*** DATASET CONTENT Section Begins ***
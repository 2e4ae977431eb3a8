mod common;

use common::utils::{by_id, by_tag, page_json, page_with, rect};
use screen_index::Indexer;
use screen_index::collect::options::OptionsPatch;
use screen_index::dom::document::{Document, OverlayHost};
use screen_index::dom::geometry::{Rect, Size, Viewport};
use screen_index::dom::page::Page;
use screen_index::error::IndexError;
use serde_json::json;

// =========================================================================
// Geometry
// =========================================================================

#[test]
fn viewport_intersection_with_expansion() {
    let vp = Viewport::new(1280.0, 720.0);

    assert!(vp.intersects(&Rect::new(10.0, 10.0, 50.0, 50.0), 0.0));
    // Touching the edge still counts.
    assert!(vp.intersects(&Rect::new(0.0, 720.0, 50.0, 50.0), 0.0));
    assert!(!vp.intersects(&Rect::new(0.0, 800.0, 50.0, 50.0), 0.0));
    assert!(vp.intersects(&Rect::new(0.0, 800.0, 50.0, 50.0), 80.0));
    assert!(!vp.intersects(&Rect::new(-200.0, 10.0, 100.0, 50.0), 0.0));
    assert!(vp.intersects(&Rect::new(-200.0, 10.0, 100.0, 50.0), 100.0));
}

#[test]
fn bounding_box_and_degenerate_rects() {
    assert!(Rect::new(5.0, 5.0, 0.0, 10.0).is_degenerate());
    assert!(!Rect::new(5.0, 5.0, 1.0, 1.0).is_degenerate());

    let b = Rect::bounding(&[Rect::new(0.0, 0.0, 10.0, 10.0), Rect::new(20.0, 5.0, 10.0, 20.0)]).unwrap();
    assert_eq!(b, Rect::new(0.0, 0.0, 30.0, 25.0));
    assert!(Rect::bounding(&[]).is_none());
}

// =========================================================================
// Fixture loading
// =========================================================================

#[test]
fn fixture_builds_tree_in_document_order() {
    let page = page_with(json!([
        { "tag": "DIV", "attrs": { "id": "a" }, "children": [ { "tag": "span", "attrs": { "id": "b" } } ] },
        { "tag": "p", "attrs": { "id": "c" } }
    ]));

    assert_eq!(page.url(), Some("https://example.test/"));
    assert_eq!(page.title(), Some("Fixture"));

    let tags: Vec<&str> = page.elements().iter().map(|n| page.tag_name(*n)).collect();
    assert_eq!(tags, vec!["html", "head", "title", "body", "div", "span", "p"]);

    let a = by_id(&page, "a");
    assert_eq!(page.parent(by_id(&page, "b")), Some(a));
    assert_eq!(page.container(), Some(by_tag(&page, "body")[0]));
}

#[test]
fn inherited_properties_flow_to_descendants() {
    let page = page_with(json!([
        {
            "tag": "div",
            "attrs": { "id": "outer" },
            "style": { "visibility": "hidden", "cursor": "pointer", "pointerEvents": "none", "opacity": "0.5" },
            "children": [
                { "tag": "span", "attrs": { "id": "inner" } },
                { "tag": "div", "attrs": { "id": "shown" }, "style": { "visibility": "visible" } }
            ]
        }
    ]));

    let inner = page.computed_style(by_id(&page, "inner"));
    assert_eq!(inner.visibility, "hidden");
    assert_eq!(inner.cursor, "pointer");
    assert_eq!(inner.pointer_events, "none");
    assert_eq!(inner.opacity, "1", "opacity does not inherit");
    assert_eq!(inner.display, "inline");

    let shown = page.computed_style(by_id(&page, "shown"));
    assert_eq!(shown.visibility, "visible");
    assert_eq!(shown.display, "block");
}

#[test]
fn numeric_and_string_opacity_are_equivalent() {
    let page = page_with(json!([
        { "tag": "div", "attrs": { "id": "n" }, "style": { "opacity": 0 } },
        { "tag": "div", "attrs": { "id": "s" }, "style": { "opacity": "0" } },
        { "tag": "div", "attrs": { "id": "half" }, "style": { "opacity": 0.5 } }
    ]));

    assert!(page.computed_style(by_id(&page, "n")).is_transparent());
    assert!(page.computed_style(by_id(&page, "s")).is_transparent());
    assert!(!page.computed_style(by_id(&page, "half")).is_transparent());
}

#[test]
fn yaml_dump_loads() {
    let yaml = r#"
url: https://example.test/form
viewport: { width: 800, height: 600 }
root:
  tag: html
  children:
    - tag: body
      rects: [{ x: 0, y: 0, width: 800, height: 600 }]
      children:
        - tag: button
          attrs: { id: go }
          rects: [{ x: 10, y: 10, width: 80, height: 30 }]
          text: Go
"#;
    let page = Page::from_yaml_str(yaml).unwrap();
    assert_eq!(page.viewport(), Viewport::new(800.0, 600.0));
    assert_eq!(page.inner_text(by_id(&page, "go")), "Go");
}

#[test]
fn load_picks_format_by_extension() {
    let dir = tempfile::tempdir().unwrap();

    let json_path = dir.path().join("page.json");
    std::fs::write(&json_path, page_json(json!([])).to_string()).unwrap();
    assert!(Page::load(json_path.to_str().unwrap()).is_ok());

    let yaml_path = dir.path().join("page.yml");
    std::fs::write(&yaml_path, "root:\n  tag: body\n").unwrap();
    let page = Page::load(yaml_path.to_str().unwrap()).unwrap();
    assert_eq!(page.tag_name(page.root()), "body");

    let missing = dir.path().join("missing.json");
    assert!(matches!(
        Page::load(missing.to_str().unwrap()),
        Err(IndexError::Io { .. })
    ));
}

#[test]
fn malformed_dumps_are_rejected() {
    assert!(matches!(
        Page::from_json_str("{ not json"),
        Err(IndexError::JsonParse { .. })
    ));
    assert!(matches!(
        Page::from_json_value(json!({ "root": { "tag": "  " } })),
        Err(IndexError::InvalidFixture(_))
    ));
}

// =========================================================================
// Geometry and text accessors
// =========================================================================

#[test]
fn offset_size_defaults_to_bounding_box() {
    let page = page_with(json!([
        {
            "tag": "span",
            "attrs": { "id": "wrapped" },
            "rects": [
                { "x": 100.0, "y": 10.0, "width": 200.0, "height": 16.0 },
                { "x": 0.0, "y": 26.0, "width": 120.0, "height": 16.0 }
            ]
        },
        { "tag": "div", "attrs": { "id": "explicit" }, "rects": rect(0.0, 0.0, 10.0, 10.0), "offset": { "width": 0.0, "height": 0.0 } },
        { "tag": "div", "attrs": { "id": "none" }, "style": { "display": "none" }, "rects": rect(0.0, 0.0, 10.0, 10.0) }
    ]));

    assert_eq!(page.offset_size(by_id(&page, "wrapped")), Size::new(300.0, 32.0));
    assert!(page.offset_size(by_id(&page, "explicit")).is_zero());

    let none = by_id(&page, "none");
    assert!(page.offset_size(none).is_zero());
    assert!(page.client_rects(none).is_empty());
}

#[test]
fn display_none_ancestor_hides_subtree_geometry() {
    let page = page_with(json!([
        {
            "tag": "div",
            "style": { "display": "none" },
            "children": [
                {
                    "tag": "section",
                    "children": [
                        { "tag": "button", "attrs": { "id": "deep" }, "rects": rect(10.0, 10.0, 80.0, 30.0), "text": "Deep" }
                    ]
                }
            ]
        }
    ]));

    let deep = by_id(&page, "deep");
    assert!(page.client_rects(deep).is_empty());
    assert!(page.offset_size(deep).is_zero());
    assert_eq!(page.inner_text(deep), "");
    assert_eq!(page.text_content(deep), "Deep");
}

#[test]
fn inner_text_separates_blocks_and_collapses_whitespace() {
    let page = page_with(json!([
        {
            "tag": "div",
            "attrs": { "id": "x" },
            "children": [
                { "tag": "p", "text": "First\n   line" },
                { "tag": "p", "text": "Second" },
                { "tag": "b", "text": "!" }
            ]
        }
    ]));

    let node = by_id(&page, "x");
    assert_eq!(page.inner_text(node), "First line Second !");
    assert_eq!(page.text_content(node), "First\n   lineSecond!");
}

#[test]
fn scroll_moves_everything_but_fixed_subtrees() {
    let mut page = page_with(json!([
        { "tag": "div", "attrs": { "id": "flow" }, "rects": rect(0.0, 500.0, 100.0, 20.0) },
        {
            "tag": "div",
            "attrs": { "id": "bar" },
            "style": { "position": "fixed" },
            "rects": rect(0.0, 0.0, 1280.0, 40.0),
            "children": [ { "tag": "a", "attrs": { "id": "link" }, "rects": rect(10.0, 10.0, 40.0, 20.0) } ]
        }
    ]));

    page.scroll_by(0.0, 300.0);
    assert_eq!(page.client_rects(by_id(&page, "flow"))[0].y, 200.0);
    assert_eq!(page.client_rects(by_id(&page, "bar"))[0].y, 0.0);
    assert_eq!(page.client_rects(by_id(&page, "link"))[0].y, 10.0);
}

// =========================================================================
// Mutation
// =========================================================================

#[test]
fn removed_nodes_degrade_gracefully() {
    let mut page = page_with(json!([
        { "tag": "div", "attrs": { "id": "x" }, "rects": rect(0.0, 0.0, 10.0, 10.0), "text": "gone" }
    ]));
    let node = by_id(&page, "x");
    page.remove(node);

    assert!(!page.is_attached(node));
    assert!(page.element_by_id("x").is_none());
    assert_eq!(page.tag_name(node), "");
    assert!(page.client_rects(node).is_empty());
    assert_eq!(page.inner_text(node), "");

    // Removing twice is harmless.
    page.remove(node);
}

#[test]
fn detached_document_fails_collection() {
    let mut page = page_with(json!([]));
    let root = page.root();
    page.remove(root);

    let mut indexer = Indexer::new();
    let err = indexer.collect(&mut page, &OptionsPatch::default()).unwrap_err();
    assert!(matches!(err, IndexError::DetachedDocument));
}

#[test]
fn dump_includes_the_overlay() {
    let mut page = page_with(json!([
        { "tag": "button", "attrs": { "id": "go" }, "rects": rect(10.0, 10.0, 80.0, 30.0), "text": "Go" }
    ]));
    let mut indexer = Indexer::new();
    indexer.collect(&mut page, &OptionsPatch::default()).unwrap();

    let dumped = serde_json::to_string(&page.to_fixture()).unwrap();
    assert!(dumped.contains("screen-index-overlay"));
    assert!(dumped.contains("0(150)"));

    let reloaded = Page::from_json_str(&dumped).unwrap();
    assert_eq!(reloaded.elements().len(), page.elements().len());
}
*** DATASET CONTENT Section Ends ***
Set down exactly the lines of the data above, beginning with the line that has "let vp = Viewport::new(1280.0, 720.0);" and ending with the line that has "800.0, 50.0, 50.0), 0.0));", and no others.

    let vp = Viewport::new(1280.0, 720.0);

    assert!(vp.intersects(&Rect::new(10.0, 10.0, 50.0, 50.0), 0.0));
    // Touching the edge still counts.
    assert!(vp.intersects(&Rect::new(0.0, 720.0, 50.0, 50.0), 0.0));
    assert!(!vp.intersects(&Rect::new(0.0, 800.0, 50.0, 50.0), 0.0));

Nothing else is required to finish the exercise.